Le nouveau président nigérian, quel qu’il soit, a beaucoup de travail à faire. Mais il y a deux problèmes qui ont dominé la saison de la campagne.
Le premier est l’insécurité chronique qui s’est aggravée au cours de la dernière décennie. Rien que l’année dernière, plus de 8 000 personnes ont été tuées par des groupes armés tels que Boko Haram – et l’armée, malgré des investissements massifs, a été impuissante à maîtriser la situation, tout en étant elle-même impliquée dans de graves violations répétées des droits humains.
Ensuite, il y a l’économie fragile et ratée qui est toujours sur le point de s’effondrer. L’inflation est supérieure à 21 %, rendant les produits de base inabordables pour beaucoup, tandis que la décision d’introduire de nouveaux billets de banque a créé une pénurie de liquidités. Le chômage est à 33%.
Sur ces questions, Bola Ahmed Tinubu est bel et bien le candidat de la continuité. Il est tellement ancré dans la classe politique que ses taches ne peuvent s’empêcher de coller. Il a été critiqué pour avoir semblé blâmer des manifestants non armés pour le massacre de Lekki en 2020, au cours duquel au moins 12 personnes ont été abattues par les forces de sécurité. Ils protestaient contre les atrocités policières.
Son choix de Kashim Shettima comme colistier est intéressant.

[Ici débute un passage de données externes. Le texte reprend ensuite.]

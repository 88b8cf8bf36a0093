pub mod error;
pub mod loader;
pub mod types;

pub use error::ConfigError;
pub use loader::{default_config_path, expand_path, load, load_or_default};
pub use types::Config;
// Library interface for jsonlview
// Streaming line index, windowed reads and parse caching for JSONL logs

pub mod cache;
pub mod cancel;
pub mod chunk;
pub mod columns;
pub mod config;
pub mod error;
pub mod index;
pub mod mode;
pub mod reader;
pub mod record;
pub mod search;
pub mod source;
pub mod tail;
pub mod workspace;

pub use config::Config;
pub use error::{Error, Result};
pub use index::{IndexRegistry, LineIndex};
pub use mode::{SourceMode, StreamingMode};
pub use record::Record;
pub use source::{LineStream, Refresh, SourceHandle};
pub use tail::{TailEvent, TailFollower};
pub use workspace::Workspace;
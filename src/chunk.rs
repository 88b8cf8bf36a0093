//! Chunk loader: the materialized window of lines in streaming mode.
//!
//! The window moves only when the cursor enters the edge zone (the outer
//! fifth of the window on either side), and every move keeps the focused
//! absolute line inside the new window. Steps are half a chunk, so after a
//! move the cursor sits outside the opposite edge zone.

use crate::error::Result;

/// Inclusive 1-based line range.
#[derive(Debug, Clone, Copy, PartialEq, Eq)]
pub struct Window {
    pub start: usize,
    pub end: usize,
}

impl Window {
    pub fn len(&self) -> usize {
        self.end - self.start + 1
    }

    pub fn contains(&self, line: usize) -> bool {
        (self.start..=self.end).contains(&line)
    }

    /// `chunk_size` lines from `start`, slid back so it never passes `total`.
    ///
    /// Near end of file the start moves back rather than the window
    /// shrinking, so it is shorter than `chunk_size` only when `total` is.
    pub fn anchored(start: usize, chunk_size: usize, total: usize) -> Option<Self> {
        if total == 0 {
            return None;
        }
        let len = chunk_size.max(1).min(total);
        let start = start.clamp(1, total - len + 1);
        Some(Self {
            start,
            end: start + len - 1,
        })
    }

    /// Window of `chunk_size` lines with `target` near the middle.
    pub fn centered(target: usize, chunk_size: usize, total: usize) -> Option<Self> {
        Self::anchored(target.saturating_sub(chunk_size / 2), chunk_size, total)
    }
}

#[derive(Debug, Clone, Copy, PartialEq, Eq)]
pub enum ChunkState {
    Unloaded,
    Loaded(Window),
}

/// Result of a window move.
#[derive(Debug, Clone, Copy, PartialEq, Eq)]
pub struct WindowShift {
    pub window: Window,
    /// Cursor position relative to the new window (1-based).
    pub cursor: usize,
}

pub struct ChunkLoader {
    chunk_size: usize,
    state: ChunkState,
    lines: Vec<String>,
}

impl ChunkLoader {
    pub fn new(chunk_size: usize) -> Self {
        Self {
            chunk_size: chunk_size.max(1),
            state: ChunkState::Unloaded,
            lines: Vec::new(),
        }
    }

    pub fn chunk_size(&self) -> usize {
        self.chunk_size
    }

    pub fn state(&self) -> ChunkState {
        self.state
    }

    pub fn window(&self) -> Option<Window> {
        match self.state {
            ChunkState::Loaded(window) => Some(window),
            ChunkState::Unloaded => None,
        }
    }

    /// Materialized lines of the current window.
    pub fn lines(&self) -> &[String] {
        &self.lines
    }

    /// Content of an absolute line if it is inside the window.
    pub fn line(&self, line: usize) -> Option<&str> {
        let window = self.window()?;
        if !window.contains(line) {
            return None;
        }
        self.lines.get(line - window.start).map(String::as_str)
    }

    /// Fetch `window` and switch to it. On error the previous state stays.
    fn load<F>(&mut self, window: Window, fetch: F) -> Result<()>
    where
        F: FnOnce(Window) -> Result<Vec<String>>,
    {
        self.lines = fetch(window)?;
        self.state = ChunkState::Loaded(window);
        Ok(())
    }

    /// Initial load anchored at `start`.
    pub fn activate<F>(&mut self, start: usize, total: usize, fetch: F) -> Result<Option<Window>>
    where
        F: FnOnce(Window) -> Result<Vec<String>>,
    {
        let Some(window) = Window::anchored(start, self.chunk_size, total) else {
            self.reset();
            return Ok(None);
        };
        self.load(window, fetch)?;
        Ok(Some(window))
    }

    /// Centre the window on `target` (search hit, goto line).
    ///
    /// Returns the target's position relative to the window.
    pub fn jump_to<F>(&mut self, target: usize, total: usize, fetch: F) -> Result<Option<usize>>
    where
        F: FnOnce(Window) -> Result<Vec<String>>,
    {
        let target = target.clamp(1, total.max(1));
        let Some(window) = Window::centered(target, self.chunk_size, total) else {
            self.reset();
            return Ok(None);
        };
        if self.window() != Some(window) {
            self.load(window, fetch)?;
        }
        Ok(Some(target - window.start + 1))
    }

    /// React to the cursor's position within the window.
    ///
    /// `cursor` is 1-based relative to the current window. Returns the new
    /// window and relative cursor when the window moved.
    pub fn on_cursor<F>(&mut self, cursor: usize, total: usize, fetch: F) -> Result<Option<WindowShift>>
    where
        F: FnOnce(Window) -> Result<Vec<String>>,
    {
        let Some(window) = self.window() else {
            return Ok(None);
        };

        let len = window.len();
        let cursor = cursor.clamp(1, len);
        let edge_zone = (len / 5).max(1);
        let step = (self.chunk_size / 2).max(1);

        let candidate = if cursor <= edge_zone && window.start > 1 {
            Window::anchored(window.start.saturating_sub(step), self.chunk_size, total)
        } else if cursor > len - edge_zone && window.end < total {
            Window::anchored(window.start + step, self.chunk_size, total)
        } else {
            None
        };

        let Some(candidate) = candidate.filter(|c| *c != window) else {
            return Ok(None);
        };

        let focused = window.start + cursor - 1;
        self.load(candidate, fetch)?;
        Ok(Some(WindowShift {
            window: candidate,
            cursor: focused - candidate.start + 1,
        }))
    }

    /// After the file grew, extend a window that the old end of file cut short.
    pub fn on_growth<F>(&mut self, total: usize, fetch: F) -> Result<bool>
    where
        F: FnOnce(Window) -> Result<Vec<String>>,
    {
        let Some(window) = self.window() else {
            return Ok(false);
        };
        match Window::anchored(window.start, self.chunk_size, total) {
            Some(candidate) if candidate != window => {
                self.load(candidate, fetch)?;
                Ok(true)
            }
            _ => Ok(false),
        }
    }

    /// Re-read the current window, clamped to `total` (after invalidation or
    /// a rebuild).
    pub fn reload<F>(&mut self, total: usize, fetch: F) -> Result<Option<Window>>
    where
        F: FnOnce(Window) -> Result<Vec<String>>,
    {
        let Some(window) = self.window() else {
            return Ok(None);
        };
        self.activate(window.start, total, fetch)
    }

    pub fn reset(&mut self) {
        self.state = ChunkState::Unloaded;
        self.lines.clear();
    }
}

Certains y voient une provocation, car Shettima est, comme Tinubu, une tradition politique musulmane qui encourage le partage du pouvoir entre chrétiens et musulmans. Shettima était gouverneur de l’État de Borno, un bastion de Boko Haram.
Sur le plan économique, Tinubu souligne ses antécédents en tant que gouverneur de Lagos de 1999 à 2007 et revendique le boom économique de la ville. Mais cette croissance a un coût. Selon l’Economist Intelligence Unit, Lagos est la deuxième pire ville au monde où vivre, après seulement Damas en Syrie, déchirée par la guerre.
Il est difficile de savoir ce qu’Atiku Abubakar envisage de faire face à l’insécurité car il l’évoque à peine dans son manifeste, craignant peut-être de s’aliéner son principal électorat du Nord, qui s’inquiète déjà d’être trop libéral.
Cela soulève des inquiétudes quant à savoir s’il sera en mesure de prendre des décisions difficiles dans l’intérêt national plus large. Il a cependant une certaine forme à cet égard, s’étant opposé à l’introduction de la charia dans les régions à majorité musulmane du nord.
Le centre de la campagne d’Abubakar est l’économie. Il est résolument favorable aux entreprises et dit qu’il supprimera les subventions sur le carburant – même si cela rend le pétrole plus cher pour les gens ordinaires – et privatisera la compagnie pétrolière d’État. Ces économies seront allouées aux petites et moyennes entreprises, pour créer des emplois.
D’autres idées incluent la renégociation des accords de dette internationaux et la levée d’une obligation de la diaspora pour financer le secteur technologique en plein essor. La plupart des Nigérians conviendront que ce ne sont de bonnes idées que s’ils en sont les bénéficiaires.
Peut-être que le secret de la popularité inattendue de Peter Obi est qu’il propose quelque chose de différent. Il a peu d’expérience dans la lutte contre les conflits armés, mais se dit prêt à négocier avec ceux qui peuvent être encouragés à voir les choses différemment et « s’occupera » de ceux qui ne le font pas.
Ses partisans, les Obidients, comme ils se font appeler, pensent que son intégrité personnelle l’aidera à éviter la corruption et les abus de pouvoir qui ont entravé la réponse de l’administration actuelle à l’insécurité.
En tant que gouverneur d’Anambra, Obi a constitué les caisses de l’État et a un bon bilan dans le secteur privé, où il a créé suffisamment de richesses pour ressentir le besoin d’en cacher une partie à l’étranger. La théorie est qu’il, contrairement à ses rivaux, ne cherche pas à s’enrichir pendant son mandat et serait donc un intendant fiable des finances du Nigeria.